I used to take ten minutes a day to write a blog post and whatever came was the thing I sent out to you and then I entered a state of flight and never returned.
I’m writing a memoir about panic and I’ve learned a thing or two or three about stress.
Did you know that “fight or flight” doesn’t have to mean running away from an actual threat? The threat can be perceived. In fact, oftentimes, you are the only threat.
Tonight I received an email, some notes on writing. I panicked while reading it and immediately decided that I’m a loser who can’t write. From within self-hate, I felt restless. But, I recently read Flea’s memoir Acid for the Children, an unexpectedly lovely awesome book. He eventually writes that, as he’s aged, he’s learned to sit with his pain instead of using drugs or alcohol to run away from it. And so, I lay there until it felt ok. It felt ok to have pain. I mean, truly, pain isn’t an end to anything. I re-read the email and it was full of compliments.
I’m taking ten minutes now. I want to tell you about my Andrew Bird Days.
Queen’s Park, Toronto, was just a park to me. I didn’t know there were government buildings behind it, a mass of offices formally known as “Queen’s Park.”
I had a friend who was an apparent best friend but truly I didn’t like her at all. One time her antisemitic mother told me that I needed to invest in a bra and while I hated receiving that comment, it felt to me like a great summary of my relationship with her daughter. The friendship needed a bra or else it might as well have settled on a stomach somewhere.
My friend, Chloe, was a political science major which she mentioned all the time. But, her minor was in Buddhism.

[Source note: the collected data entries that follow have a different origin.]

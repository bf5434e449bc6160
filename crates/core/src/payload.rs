//! Task payloads: the serializable unit of work handed to handlers.
//!
//! A payload is pure data. Each variant carries a [`TaskMeta`] block with the
//! fields every stage needs (identity, owner, price, model, submission time)
//! plus the vendor-specific request fields. The raw bytes on the queue are the
//! JSON encoding of the variant struct; the task type travels next to them.

use chrono::{DateTime, Utc};
use serde::{Deserialize, Serialize};

use crate::chat::ChatMessage;
use crate::error::{TaskError, TaskResult};
use crate::id::{TaskId, UserId};

/// Task-type tag used for handler routing and payload decoding.
#[derive(Debug, Clone, Copy, PartialEq, Eq, Hash, PartialOrd, Ord, Serialize, Deserialize)]
#[serde(rename_all = "snake_case")]
pub enum TaskType {
    ImageCompletion,
    ArtisticText,
    ImageToVideo,
    ImageUpscale,
    ImageColorization,
    GroupChat,
    ImageDownload,
}

impl TaskType {
    pub const ALL: [TaskType; 7] = [
        TaskType::ImageCompletion,
        TaskType::ArtisticText,
        TaskType::ImageToVideo,
        TaskType::ImageUpscale,
        TaskType::ImageColorization,
        TaskType::GroupChat,
        TaskType::ImageDownload,
    ];

    pub fn as_str(&self) -> &'static str {
        match self {
            TaskType::ImageCompletion => "image_completion",
            TaskType::ArtisticText => "artistic_text",
            TaskType::ImageToVideo => "image_to_video",
            TaskType::ImageUpscale => "image_upscale",
            TaskType::ImageColorization => "image_colorization",
            TaskType::GroupChat => "group_chat",
            TaskType::ImageDownload => "image_download",
        }
    }

    /// Whether tasks of this type mirror their outcome into a user-visible
    /// history record.
    pub fn has_history(&self) -> bool {
        !matches!(self, TaskType::ImageDownload)
    }
}

impl core::fmt::Display for TaskType {
    fn fmt(&self, f: &mut core::fmt::Formatter<'_>) -> core::fmt::Result {
        f.write_str(self.as_str())
    }
}

impl core::str::FromStr for TaskType {
    type Err = TaskError;

    fn from_str(s: &str) -> Result<Self, Self::Err> {
        TaskType::ALL
            .into_iter()
            .find(|t| t.as_str() == s)
            .ok_or_else(|| TaskError::decode(format!("unknown task type: {s}")))
    }
}

/// Fields shared by every payload variant.
#[derive(Debug, Clone, PartialEq, Serialize, Deserialize)]
pub struct TaskMeta {
    /// Assigned at submission; `None` until then.
    #[serde(default, skip_serializing_if = "Option::is_none")]
    pub id: Option<TaskId>,
    pub uid: UserId,
    /// Estimated cost in quota units.
    #[serde(default)]
    pub quota: i64,
    /// Amount actually frozen at submission.
    #[serde(default)]
    pub frozen_quota: i64,
    #[serde(default)]
    pub model: String,
    pub created_at: DateTime<Utc>,
}

impl TaskMeta {
    pub fn new(uid: UserId, model: impl Into<String>, quota: i64) -> Self {
        Self {
            id: None,
            uid,
            quota,
            frozen_quota: 0,
            model: model.into(),
            created_at: Utc::now(),
        }
    }
}

#[derive(Debug, Clone, PartialEq, Serialize, Deserialize)]
pub struct ImageCompletionPayload {
    #[serde(flatten)]
    pub meta: TaskMeta,
    /// Vendor name used to pick the client at dispatch time.
    pub vendor: String,
    pub prompt: String,
    #[serde(default)]
    pub negative_prompt: String,
    /// Reference image for image-to-image requests.
    #[serde(default, skip_serializing_if = "Option::is_none")]
    pub image: Option<String>,
    #[serde(default = "one")]
    pub image_count: u32,
    #[serde(default, skip_serializing_if = "Option::is_none")]
    pub width: Option<u32>,
    #[serde(default, skip_serializing_if = "Option::is_none")]
    pub height: Option<u32>,
    #[serde(default, skip_serializing_if = "Option::is_none")]
    pub steps: Option<u32>,
    #[serde(default, skip_serializing_if = "Option::is_none")]
    pub seed: Option<i64>,
    #[serde(default, skip_serializing_if = "Option::is_none")]
    pub style_preset: Option<String>,
}

#[derive(Debug, Clone, PartialEq, Serialize, Deserialize)]
pub struct ArtisticTextPayload {
    #[serde(flatten)]
    pub meta: TaskMeta,
    pub text: String,
    pub prompt: String,
    #[serde(default)]
    pub negative_prompt: String,
    #[serde(default = "one")]
    pub image_count: u32,
}

#[derive(Debug, Clone, PartialEq, Serialize, Deserialize)]
pub struct ImageToVideoPayload {
    #[serde(flatten)]
    pub meta: TaskMeta,
    pub image: String,
    #[serde(default)]
    pub prompt: String,
    #[serde(default, skip_serializing_if = "Option::is_none")]
    pub seed: Option<i64>,
}

#[derive(Debug, Clone, PartialEq, Serialize, Deserialize)]
pub struct ImageUpscalePayload {
    #[serde(flatten)]
    pub meta: TaskMeta,
    pub image: String,
    #[serde(default = "two")]
    pub scale: u32,
}

#[derive(Debug, Clone, PartialEq, Serialize, Deserialize)]
pub struct ImageColorizationPayload {
    #[serde(flatten)]
    pub meta: TaskMeta,
    pub image: String,
}

#[derive(Debug, Clone, PartialEq, Serialize, Deserialize)]
pub struct GroupChatPayload {
    #[serde(flatten)]
    pub meta: TaskMeta,
    pub group_id: i64,
    /// Message row that receives the answer.
    pub message_id: i64,
    pub context_messages: Vec<ChatMessage>,
}

/// Copies vendor-hosted resources of a finished task to permanent storage.
#[derive(Debug, Clone, PartialEq, Serialize, Deserialize)]
pub struct ImageDownloadPayload {
    #[serde(flatten)]
    pub meta: TaskMeta,
    pub source_task_id: TaskId,
    pub resources: Vec<String>,
}

fn one() -> u32 {
    1
}

fn two() -> u32 {
    2
}

/// Tagged union over all task payloads.
#[derive(Debug, Clone, PartialEq)]
pub enum TaskPayload {
    ImageCompletion(ImageCompletionPayload),
    ArtisticText(ArtisticTextPayload),
    ImageToVideo(ImageToVideoPayload),
    ImageUpscale(ImageUpscalePayload),
    ImageColorization(ImageColorizationPayload),
    GroupChat(GroupChatPayload),
    ImageDownload(ImageDownloadPayload),
}

impl TaskPayload {
    /// Decode the raw queue bytes of a payload of the given type.
    pub fn decode(task_type: TaskType, raw: &[u8]) -> TaskResult<Self> {
        let payload = match task_type {
            TaskType::ImageCompletion => Self::ImageCompletion(serde_json::from_slice(raw)?),
            TaskType::ArtisticText => Self::ArtisticText(serde_json::from_slice(raw)?),
            TaskType::ImageToVideo => Self::ImageToVideo(serde_json::from_slice(raw)?),
            TaskType::ImageUpscale => Self::ImageUpscale(serde_json::from_slice(raw)?),
            TaskType::ImageColorization => Self::ImageColorization(serde_json::from_slice(raw)?),
            TaskType::GroupChat => Self::GroupChat(serde_json::from_slice(raw)?),
            TaskType::ImageDownload => Self::ImageDownload(serde_json::from_slice(raw)?),
        };
        Ok(payload)
    }

    /// Decode a payload previously stored as a JSON value.
    pub fn from_value(task_type: TaskType, value: &serde_json::Value) -> TaskResult<Self> {
        let raw = serde_json::to_vec(value)?;
        Self::decode(task_type, &raw)
    }

    pub fn encode(&self) -> TaskResult<Vec<u8>> {
        let raw = match self {
            Self::ImageCompletion(p) => serde_json::to_vec(p)?,
            Self::ArtisticText(p) => serde_json::to_vec(p)?,
            Self::ImageToVideo(p) => serde_json::to_vec(p)?,
            Self::ImageUpscale(p) => serde_json::to_vec(p)?,
            Self::ImageColorization(p) => serde_json::to_vec(p)?,
            Self::GroupChat(p) => serde_json::to_vec(p)?,
            Self::ImageDownload(p) => serde_json::to_vec(p)?,
        };
        Ok(raw)
    }

    pub fn to_value(&self) -> TaskResult<serde_json::Value> {
        Ok(serde_json::from_slice(&self.encode()?)?)
    }

    pub fn task_type(&self) -> TaskType {
        match self {
            Self::ImageCompletion(_) => TaskType::ImageCompletion,
            Self::ArtisticText(_) => TaskType::ArtisticText,
            Self::ImageToVideo(_) => TaskType::ImageToVideo,
            Self::ImageUpscale(_) => TaskType::ImageUpscale,
            Self::ImageColorization(_) => TaskType::ImageColorization,
            Self::GroupChat(_) => TaskType::GroupChat,
            Self::ImageDownload(_) => TaskType::ImageDownload,
        }
    }

    pub fn meta(&self) -> &TaskMeta {
        match self {
            Self::ImageCompletion(p) => &p.meta,
            Self::ArtisticText(p) => &p.meta,
            Self::ImageToVideo(p) => &p.meta,
            Self::ImageUpscale(p) => &p.meta,
            Self::ImageColorization(p) => &p.meta,
            Self::GroupChat(p) => &p.meta,
            Self::ImageDownload(p) => &p.meta,
        }
    }

    pub fn meta_mut(&mut self) -> &mut TaskMeta {
        match self {
            Self::ImageCompletion(p) => &mut p.meta,
            Self::ArtisticText(p) => &mut p.meta,
            Self::ImageToVideo(p) => &mut p.meta,
            Self::ImageUpscale(p) => &mut p.meta,
            Self::ImageColorization(p) => &mut p.meta,
            Self::GroupChat(p) => &mut p.meta,
            Self::ImageDownload(p) => &mut p.meta,
        }
    }

    pub fn id(&self) -> Option<&TaskId> {
        self.meta().id.as_ref()
    }

    /// The assigned id, or a decode error for payloads that never got one.
    pub fn require_id(&self) -> TaskResult<&TaskId> {
        self.id()
            .ok_or_else(|| TaskError::decode("payload has no task id"))
    }

    /// Assign the task id. An id can be assigned only once.
    pub fn assign_id(&mut self, id: TaskId) -> TaskResult<()> {
        let meta = self.meta_mut();
        match &meta.id {
            Some(existing) if *existing == id => Ok(()),
            Some(existing) => Err(TaskError::handler(format!(
                "task id already assigned: {existing}"
            ))),
            None => {
                meta.id = Some(id);
                Ok(())
            }
        }
    }

    pub fn uid(&self) -> UserId {
        self.meta().uid
    }

    pub fn quota(&self) -> i64 {
        self.meta().quota
    }

    pub fn frozen_quota(&self) -> i64 {
        self.meta().frozen_quota
    }

    pub fn model(&self) -> &str {
        &self.meta().model
    }

    pub fn created_at(&self) -> DateTime<Utc> {
        self.meta().created_at
    }

    /// Vendor named by the payload itself, if the variant carries one.
    pub fn vendor(&self) -> Option<&str> {
        match self {
            Self::ImageCompletion(p) => Some(p.vendor.as_str()),
            _ => None,
        }
    }

    /// Short human-readable title for the queue row and history record.
    pub fn title(&self) -> String {
        let text = match self {
            Self::ImageCompletion(p) => p.prompt.as_str(),
            Self::ArtisticText(p) => p.text.as_str(),
            Self::ImageToVideo(p) => p.prompt.as_str(),
            Self::ImageUpscale(_) => "image upscale",
            Self::ImageColorization(_) => "image colorization",
            Self::GroupChat(p) => p
                .context_messages
                .last()
                .map(|m| m.content.as_str())
                .unwrap_or("group chat"),
            Self::ImageDownload(_) => "image download",
        };
        text.chars().take(70).collect()
    }

    /// Source image the task works from, if any.
    pub fn image(&self) -> Option<&str> {
        match self {
            Self::ImageCompletion(p) => p.image.as_deref(),
            Self::ImageToVideo(p) => Some(p.image.as_str()),
            Self::ImageUpscale(p) => Some(p.image.as_str()),
            Self::ImageColorization(p) => Some(p.image.as_str()),
            Self::ArtisticText(_) | Self::GroupChat(_) | Self::ImageDownload(_) => None,
        }
    }

    /// Requested output size, when known up front.
    pub fn dimensions(&self) -> (Option<u32>, Option<u32>) {
        match self {
            Self::ImageCompletion(p) => (p.width, p.height),
            _ => (None, None),
        }
    }
}

/// Replay record stored on a pending task: the vendor job reference plus the
/// original payload so the poller can rebuild it.
#[derive(Debug, Clone, PartialEq, Serialize, Deserialize)]
pub struct PendingPayload {
    pub vendor: String,
    pub vendor_job_id: String,
    pub payload: serde_json::Value,
}

impl PendingPayload {
    pub fn new(
        vendor: impl Into<String>,
        vendor_job_id: impl Into<String>,
        payload: &TaskPayload,
    ) -> TaskResult<Self> {
        Ok(Self {
            vendor: vendor.into(),
            vendor_job_id: vendor_job_id.into(),
            payload: payload.to_value()?,
        })
    }

    pub fn task_payload(&self, task_type: TaskType) -> TaskResult<TaskPayload> {
        TaskPayload::from_value(task_type, &self.payload)
    }
}
//! Task handlers and the registry that routes task types to them.
//!
//! ## Contract
//!
//! A handler turns a payload into one of two outcomes:
//!
//! - `Completed`: the work is done and settlement can happen now
//! - `Accepted`: a vendor job was started; the poller takes over and calls
//!   [`TaskHandler::poll`] until the job finishes or the deadline passes
//!
//! Handlers never touch queue rows, pending tasks or the ledger. Errors and
//! panics are converted to failures by the caller.

pub mod download;
pub mod group_chat;
pub mod vendor;

use std::collections::HashMap;
use std::sync::Arc;

use taskforge_ai::CallContext;
use taskforge_core::{TaskError, TaskPayload, TaskResult, TaskType};

pub use download::ImageDownloadHandler;
pub use group_chat::GroupChatHandler;
pub use vendor::{VendorRoute, VendorTaskHandler};

/// Finished output of a task.
#[derive(Debug, Clone, PartialEq, Eq, Default)]
pub struct Completion {
    pub resources: Vec<String>,
    pub origin_image: Option<String>,
    /// Text answer for tasks that produce no assets.
    pub answer: Option<String>,
    /// Realized cost reported by the handler (metered settlement).
    pub metered_cost: Option<i64>,
    pub vendor: Option<String>,
    pub width: Option<u32>,
    pub height: Option<u32>,
}

impl Completion {
    pub fn assets(resources: Vec<String>) -> Self {
        Self {
            resources,
            ..Default::default()
        }
    }

    pub fn text(answer: impl Into<String>) -> Self {
        Self {
            answer: Some(answer.into()),
            ..Default::default()
        }
    }

    pub fn with_vendor(mut self, vendor: impl Into<String>) -> Self {
        self.vendor = Some(vendor.into());
        self
    }

    pub fn with_origin_image(mut self, origin: impl Into<String>) -> Self {
        self.origin_image = Some(origin.into());
        self
    }

    pub fn with_metered_cost(mut self, cost: i64) -> Self {
        self.metered_cost = Some(cost);
        self
    }

    /// What the history mirror shows as the answer.
    pub fn history_answer(&self) -> String {
        match &self.answer {
            Some(answer) => answer.clone(),
            None => serde_json::Value::from(self.resources.clone()).to_string(),
        }
    }
}

/// Reference to a job running at a vendor.
#[derive(Debug, Clone, PartialEq, Eq)]
pub struct VendorJobRef {
    pub vendor: String,
    pub job_id: String,
}

#[derive(Debug, Clone, PartialEq, Eq)]
pub enum HandlerOutcome {
    Completed(Completion),
    Accepted(VendorJobRef),
}

#[derive(Debug, Clone, PartialEq, Eq)]
pub enum PollOutcome {
    /// Not finished yet; poll again later.
    InProgress,
    Completed(Completion),
    /// The vendor gave up on the job.
    Failed(String),
}

pub trait TaskHandler: Send + Sync {
    fn handle(&self, ctx: &CallContext, payload: &TaskPayload) -> TaskResult<HandlerOutcome>;

    /// Check on a job previously returned as [`HandlerOutcome::Accepted`].
    ///
    /// [`TaskError::VendorUnavailable`] means "could not ask right now" and
    /// keeps the task waiting; any other error fails it.
    fn poll(
        &self,
        _ctx: &CallContext,
        payload: &TaskPayload,
        _job: &VendorJobRef,
    ) -> TaskResult<PollOutcome> {
        Err(TaskError::handler(format!(
            "{} tasks do not wait on vendor jobs",
            payload.task_type()
        )))
    }

    /// Payload to enqueue after a successful completion.
    fn follow_up(&self, _payload: &TaskPayload, _completion: &Completion) -> Option<TaskPayload> {
        None
    }

    /// Whether success requires at least one resource.
    fn produces_assets(&self) -> bool {
        true
    }
}

/// Task type to handler routing, built once at startup.
#[derive(Default, Clone)]
pub struct HandlerRegistry {
    handlers: HashMap<TaskType, Arc<dyn TaskHandler>>,
}

impl HandlerRegistry {
    pub fn new() -> Self {
        Self::default()
    }

    pub fn register(&mut self, task_type: TaskType, handler: Arc<dyn TaskHandler>) {
        self.handlers.insert(task_type, handler);
    }

    pub fn with(mut self, task_type: TaskType, handler: Arc<dyn TaskHandler>) -> Self {
        self.register(task_type, handler);
        self
    }

    pub fn get(&self, task_type: TaskType) -> Option<Arc<dyn TaskHandler>> {
        self.handlers.get(&task_type).cloned()
    }

    pub fn task_types(&self) -> Vec<TaskType> {
        let mut types: Vec<TaskType> = self.handlers.keys().copied().collect();
        types.sort();
        types
    }
}

impl std::fmt::Debug for HandlerRegistry {
    fn fmt(&self, f: &mut std::fmt::Formatter<'_>) -> std::fmt::Result {
        f.debug_struct("HandlerRegistry")
            .field("task_types", &self.task_types())
            .finish()
    }
}

/// Drop blank resources and enforce non-empty output where the handler
/// promises assets.
pub fn validate_completion(
    handler: &dyn TaskHandler,
    mut completion: Completion,
) -> TaskResult<Completion> {
    completion.resources.retain(|r| !r.trim().is_empty());
    if handler.produces_assets() && completion.resources.is_empty() {
        return Err(TaskError::EmptyOutput);
    }
    Ok(completion)
}
//! Engine configuration loaded from `TASKFORGE_*` environment variables.
//!
//! Every key has a default; a key that is set but unparsable is an error
//! rather than silently falling back.

use std::str::FromStr;
use std::time::Duration;

use thiserror::Error;

use taskforge_core::PriceBook;

use crate::dispatcher::DispatcherConfig;
use crate::handlers::group_chat::{DEFAULT_MAX_TOKENS, DEFAULT_MAX_TURNS};
use crate::jobs::{BackoffStrategy, DispatchPoolConfig, PollSchedule};
use crate::poller::PollerConfig;

#[derive(Debug, Error, Clone, PartialEq, Eq)]
pub enum ConfigError {
    #[error("invalid value {value:?} for {key}: {reason}")]
    Invalid {
        key: &'static str,
        value: String,
        reason: String,
    },
}

#[derive(Debug, Clone, PartialEq)]
pub struct EngineConfig {
    pub dispatch_workers: usize,
    pub submission_window: Duration,
    pub group_chat_window: Duration,
    pub call_timeout: Duration,
    pub poll_interval: Duration,
    pub poll_strategy: BackoffStrategy,
    pub poll_max_interval: Duration,
    pub pending_deadline: Duration,
    pub result_ttl: Duration,
    pub poller_tick: Duration,
    pub poller_batch: usize,
    pub poller_concurrency: usize,
    pub lease_ttl: Duration,
    pub max_deliveries: u32,
    pub persist_assets: bool,
    pub chat_max_turns: usize,
    pub chat_max_tokens: usize,
    pub default_unit_price: i64,
    pub chat_price_per_1k_tokens: i64,
}

impl Default for EngineConfig {
    fn default() -> Self {
        Self {
            dispatch_workers: 4,
            submission_window: Duration::from_secs(300),
            group_chat_window: Duration::from_secs(900),
            call_timeout: Duration::from_secs(60),
            poll_interval: Duration::from_secs(5),
            poll_strategy: BackoffStrategy::Fixed,
            poll_max_interval: Duration::from_secs(60),
            pending_deadline: Duration::from_secs(1800),
            result_ttl: Duration::from_secs(168 * 3600),
            poller_tick: Duration::from_millis(1000),
            poller_batch: 64,
            poller_concurrency: 8,
            lease_ttl: Duration::from_secs(600),
            max_deliveries: 5,
            persist_assets: true,
            chat_max_turns: DEFAULT_MAX_TURNS,
            chat_max_tokens: DEFAULT_MAX_TOKENS,
            default_unit_price: 20,
            chat_price_per_1k_tokens: 1,
        }
    }
}

struct Reader<F> {
    lookup: F,
}

impl<F: Fn(&str) -> Option<String>> Reader<F> {
    fn parse<T>(&self, key: &'static str, default: T) -> Result<T, ConfigError>
    where
        T: FromStr,
        T::Err: std::fmt::Display,
    {
        match (self.lookup)(key) {
            None => Ok(default),
            Some(raw) if raw.trim().is_empty() => Ok(default),
            Some(raw) => raw.trim().parse().map_err(|e: T::Err| ConfigError::Invalid {
                key,
                value: raw.clone(),
                reason: e.to_string(),
            }),
        }
    }

    fn secs(&self, key: &'static str, default: Duration) -> Result<Duration, ConfigError> {
        self.parse(key, default.as_secs()).map(Duration::from_secs)
    }

    fn positive<T>(&self, key: &'static str, default: T) -> Result<T, ConfigError>
    where
        T: FromStr + Default + PartialEq,
        T::Err: std::fmt::Display,
    {
        let value = self.parse(key, default)?;
        if value == T::default() {
            return Err(ConfigError::Invalid {
                key,
                value: "0".to_string(),
                reason: "must be at least 1".to_string(),
            });
        }
        Ok(value)
    }
}

impl EngineConfig {
    /// Read the configuration from the process environment.
    pub fn from_env() -> Result<Self, ConfigError> {
        Self::from_lookup(|key| std::env::var(key).ok())
    }

    /// Read the configuration through `lookup`, which maps a key to its raw
    /// value.
    pub fn from_lookup(lookup: impl Fn(&str) -> Option<String>) -> Result<Self, ConfigError> {
        let d = Self::default();
        let r = Reader { lookup };
        Ok(Self {
            dispatch_workers: r.positive("TASKFORGE_DISPATCH_WORKERS", d.dispatch_workers)?,
            submission_window: r.secs("TASKFORGE_SUBMISSION_WINDOW_SECS", d.submission_window)?,
            group_chat_window: r.secs("TASKFORGE_GROUP_CHAT_WINDOW_SECS", d.group_chat_window)?,
            call_timeout: r.secs("TASKFORGE_CALL_TIMEOUT_SECS", d.call_timeout)?,
            poll_interval: r.secs("TASKFORGE_POLL_INTERVAL_SECS", d.poll_interval)?,
            poll_strategy: r.parse("TASKFORGE_POLL_STRATEGY", d.poll_strategy)?,
            poll_max_interval: r.secs("TASKFORGE_POLL_MAX_INTERVAL_SECS", d.poll_max_interval)?,
            pending_deadline: r.secs("TASKFORGE_PENDING_DEADLINE_SECS", d.pending_deadline)?,
            result_ttl: r
                .parse("TASKFORGE_RESULT_TTL_HOURS", 168u64)
                .map(|h| Duration::from_secs(h.saturating_mul(3600)))?,
            poller_tick: r
                .parse("TASKFORGE_POLLER_TICK_MS", 1000u64)
                .map(Duration::from_millis)?,
            poller_batch: r.positive("TASKFORGE_POLLER_BATCH", d.poller_batch)?,
            poller_concurrency: r.positive("TASKFORGE_POLLER_CONCURRENCY", d.poller_concurrency)?,
            lease_ttl: r.secs("TASKFORGE_LEASE_TTL_SECS", d.lease_ttl)?,
            max_deliveries: r.positive("TASKFORGE_MAX_DELIVERIES", d.max_deliveries)?,
            persist_assets: r.parse("TASKFORGE_PERSIST_ASSETS", d.persist_assets)?,
            chat_max_turns: r.parse("TASKFORGE_CHAT_MAX_TURNS", d.chat_max_turns)?,
            chat_max_tokens: r.positive("TASKFORGE_CHAT_MAX_TOKENS", d.chat_max_tokens)?,
            default_unit_price: r.parse("TASKFORGE_DEFAULT_UNIT_PRICE", d.default_unit_price)?,
            chat_price_per_1k_tokens: r.parse(
                "TASKFORGE_CHAT_PRICE_PER_1K_TOKENS",
                d.chat_price_per_1k_tokens,
            )?,
        })
    }

    pub fn poll_schedule(&self) -> PollSchedule {
        match self.poll_strategy {
            BackoffStrategy::Fixed => PollSchedule::fixed(self.poll_interval),
            BackoffStrategy::Linear => PollSchedule::linear(self.poll_interval, self.poll_max_interval),
            BackoffStrategy::Exponential => {
                PollSchedule::exponential(self.poll_interval, self.poll_max_interval)
            }
        }
    }

    pub fn dispatcher(&self) -> DispatcherConfig {
        DispatcherConfig {
            submission_window: self.submission_window,
            group_chat_window: self.group_chat_window,
            call_timeout: self.call_timeout,
            pending_deadline: self.pending_deadline,
            poll_schedule: self.poll_schedule(),
        }
    }

    pub fn poller(&self) -> PollerConfig {
        PollerConfig {
            tick: self.poller_tick,
            batch_size: self.poller_batch,
            concurrency: self.poller_concurrency,
            call_timeout: self.call_timeout,
            schedule: self.poll_schedule(),
            ..PollerConfig::default()
        }
    }

    pub fn dispatch_pool(&self) -> DispatchPoolConfig {
        DispatchPoolConfig {
            workers: self.dispatch_workers,
            lease_ttl: self.lease_ttl,
            max_deliveries: self.max_deliveries,
            ..DispatchPoolConfig::default()
        }
    }

    /// Price book with the configured defaults and no per-model overrides.
    pub fn price_book(&self) -> PriceBook {
        PriceBook {
            default_unit_price: self.default_unit_price,
            chat_price_per_1k_tokens: self.chat_price_per_1k_tokens,
            ..PriceBook::default()
        }
    }
}
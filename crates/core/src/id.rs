//! Strongly-typed identifiers used across the engine.

use core::str::FromStr;
use serde::{Deserialize, Serialize};
use uuid::Uuid;

use crate::error::TaskError;

/// Identifier of a submitted task.
///
/// Opaque string, assigned once at submission. It is the only join key between
/// the queue, the pending-task table, the result rows and the history mirror.
#[derive(Debug, Clone, PartialEq, Eq, Hash, PartialOrd, Ord, Serialize, Deserialize)]
#[serde(transparent)]
pub struct TaskId(String);

impl TaskId {
    /// Generate a fresh, time-ordered identifier (UUIDv7 text form).
    pub fn generate() -> Self {
        Self(Uuid::now_v7().to_string())
    }

    pub fn as_str(&self) -> &str {
        &self.0
    }
}

impl core::fmt::Display for TaskId {
    fn fmt(&self, f: &mut core::fmt::Formatter<'_>) -> core::fmt::Result {
        f.write_str(&self.0)
    }
}

impl FromStr for TaskId {
    type Err = TaskError;

    fn from_str(s: &str) -> Result<Self, Self::Err> {
        let trimmed = s.trim();
        if trimmed.is_empty() {
            return Err(TaskError::decode("task id must not be empty"));
        }
        Ok(Self(trimmed.to_string()))
    }
}

impl From<TaskId> for String {
    fn from(value: TaskId) -> Self {
        value.0
    }
}

/// Identifier of the user that owns a task and its quota.
#[derive(Debug, Copy, Clone, PartialEq, Eq, Hash, PartialOrd, Ord, Serialize, Deserialize)]
#[serde(transparent)]
pub struct UserId(i64);

impl UserId {
    pub const fn new(raw: i64) -> Self {
        Self(raw)
    }

    pub const fn get(self) -> i64 {
        self.0
    }
}

impl core::fmt::Display for UserId {
    fn fmt(&self, f: &mut core::fmt::Formatter<'_>) -> core::fmt::Result {
        core::fmt::Display::fmt(&self.0, f)
    }
}

impl From<i64> for UserId {
    fn from(value: i64) -> Self {
        Self(value)
    }
}
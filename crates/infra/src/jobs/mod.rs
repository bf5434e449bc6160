//! Task queue and dispatch workers.
//!
//! ## Design
//!
//! - Tasks are typed envelopes carrying an encoded payload
//! - Delivery is at-least-once through expiring leases
//! - Undecodable payloads go to a dead-letter list for inspection
//! - Poll scheduling for accepted vendor jobs lives here too
//!
//! ## Components
//!
//! - `QueuedTask`: queue envelope with lease and delivery count
//! - `TaskQueue`: queue abstraction (in-memory implementation provided)
//! - `DispatchPool`: worker threads feeding the dispatcher
//! - `PollSchedule`: delay between pending-task polls

pub mod executor;
pub mod store;
pub mod types;

pub use executor::{Delivery, DispatchPool, DispatchPoolConfig, DispatchPoolHandle, PoolStats};
pub use store::{InMemoryTaskQueue, QueueError, QueueStats, TaskQueue};
pub use types::{BackoffStrategy, DeadLetterEntry, Lease, PollSchedule, QueuedTask};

I wondered how anyone could pursue the two topics at once. On one hand, the state of the world was dissected into little units which were formulaically dissected further into democratic potential and then discussed with theoretical disregard for socially necessary emotions. That was political science. And, then there was Buddhism. A study of nothingness, an actual denial of anything-ness, including countries, including governments, and especially including laws.
Her contradictions sucked.
At the time of our friendship, I loved Andrew Bird. His music followed me everywhere, like fairy dust. I didn’t want to tell anyone about Andrew Bird’s music even though, from his discography, I could tell that just about everyone in the world had heard of him already.
I was, and I remain to be, a loner on the edge of complete non-matter.
I had no idea what music people were listening to and I didn’t care. To me, Andrew Bird matched my life in collegiate Toronto. His bouncy guitar, white-male voice, and poetic narrative felt appropriate. It felt like he understood my environment and he was writing about my relationship to that environment’s privileged nonsense.
Eventually, I told Chloe that I liked Andrew Bird. I think sometimes I would tell her things hoping she would help me enjoy life better. Instead, she told me that her boyfriend’s friends loved Andrew Bird. They knew everything about him. (What is there to know?)
Her boyfriend’s friends didn’t like me especially his best friend who was apparently the world’s biggest Andrew Bird fan. I didn’t like his friends. And, I realized as she broke my heart in mentioning them, they were Andrew Bird. White, pretentious, smug, guitars and strings, poetry and black t-shirts. Fuck.
Soon after, I tried engaging the leader of her boyfriend’s pack. We were in a bar and, whatever I said to him, he launched into a dissertation on Jews and Israel and how we’re all in need of correction.
I left the table. Walking through the bar, someone grabbed my ass. I turned to see who it was but couldn’t identify anyone.
At a table next to me, I asked two guys if they “saw that?”
“What?”
I recognized them as two idiots I had met a couple months previous at this same bar.
Two other Andrew Birds.
That night, I completely fell in “crush” with one of them.
Years later we had a short fling until he proved to hate me.
I think it became clear, after a while. Andrew Bird sounds nice. But he’s a real asshole up close.
A decade later, I feel repaired now. And I like his music again. Something about it reminds me that I’m sad, and sad is normal, and it’s ok to be ok with that.